Bryce Nowlan v. Nina Nowlan
Bryce Nowlan v. Nina Nowlan
Opinion
UNPUBLISHED
UNITED STATES COURT OF APPEALS FOR THE FOURTH CIRCUIT
No. 21-1965
BRYCE GERALD RANDALL NOWLAN,
Petitioner - Appellee,
v.
NINA LYNN NOWLAN, f/k/a Nina Lynn Brown,
Respondent - Appellant.
Appeal from the United States District Court for the Western District of Virginia, at Harrisonburg. Thomas T. Cullen, District Judge. (5:20-cv-00102-TTC)
Submitted: December 6, 2021 Decided: January 4, 2022
Before NIEMEYER, AGEE, and DIAZ, Circuit Judges.
Affirmed by unpublished per curiam opinion.
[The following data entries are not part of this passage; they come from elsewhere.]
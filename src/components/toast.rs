use ratatui::prelude::*;
use ratatui::widgets::*;

use crate::shell::ShellState;
use crate::theme::THEME;

const TOAST_WIDTH: u16 = 36;
const TOAST_HEIGHT: u16 = 3;

/// Bottom-left popup for the current toast, if any.
pub struct ToastView;

impl ToastView {
    pub fn area(area: Rect) -> Rect {
        let width = TOAST_WIDTH.min(area.width);
        let height = TOAST_HEIGHT.min(area.height);
        Rect::new(
            area.x,
            area.y + area.height.saturating_sub(height),
            width,
            height,
        )
    }

    pub fn render(frame: &mut Frame, area: Rect, state: &ShellState) {
        let Some(toast) = &state.toast else {
            return;
        };

        let popup_area = Self::area(area);
        frame.render_widget(Clear, popup_area);

        let block = Block::default()
            .borders(Borders::ALL)
            .border_style(THEME.success_style())
            .style(Style::default().bg(THEME.surface));

        let line = Line::from(vec![
            Span::styled(" \u{2713} ", THEME.success_style().add_modifier(Modifier::BOLD)),
            Span::styled(toast.message.as_str(), Style::default().fg(THEME.text)),
        ]);

        frame.render_widget(Paragraph::new(line).block(block), popup_area);
    }
}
Paul G. Beers, GLENN, FELDMANN, DARBY & GOODLATTE, Roanoke, Virginia, for Appellant. Stephen J. Cullen, Kelly A. Powers, MILES & STOCKBRIDGE P.C., Washington, D.C., for Appellee.
Unpublished opinions are not binding precedent in this circuit. PER CURIAM:
Nina Lynn Nowlan (“Nina”) appeals the district court’s order granting Bryce Gerald
Randall Nowlan’s (“Bryce”) Petition for Return of the Child under the Hague Convention
on the Civil Aspects of International Child Abduction. The court determined that the
Nowlans’ child, AEN, was a habitual resident of Canada when Nina took AEN to Virginia.
The court further determined that Nina did not show by clear and convincing evidence that
AEN would be in grave risk of harm if AEN was returned to Canada to live with Bryce.
We affirm.
A child’s habitual residence is a mixed question of law and fact. Monasky v.
Taglieri,
140 S. Ct. 719, 730(2020). The first issue is whether the district court identified
“the governing totality-of-the-circumstances standard.”
Id.The second issue involves
answering a factual question: “Was the child at home in the particular country at issue.”
Id.Our review of the district court’s decision is for clear error.
Id.We conclude that the
district court applied the correct legal standard and did not clearly err in determining that
AEN’s habitual residence was Canada when Nina took AEN to Virginia. We further
conclude that the district court did not err in determining that Nina did not prove by clear
and convincing evidence that AEN would be in grave risk of harm if the child was returned
to Canada. See Miller v. Miller,
240 F.3d 392, 402(4th Cir. 2001) (stating burden of proof).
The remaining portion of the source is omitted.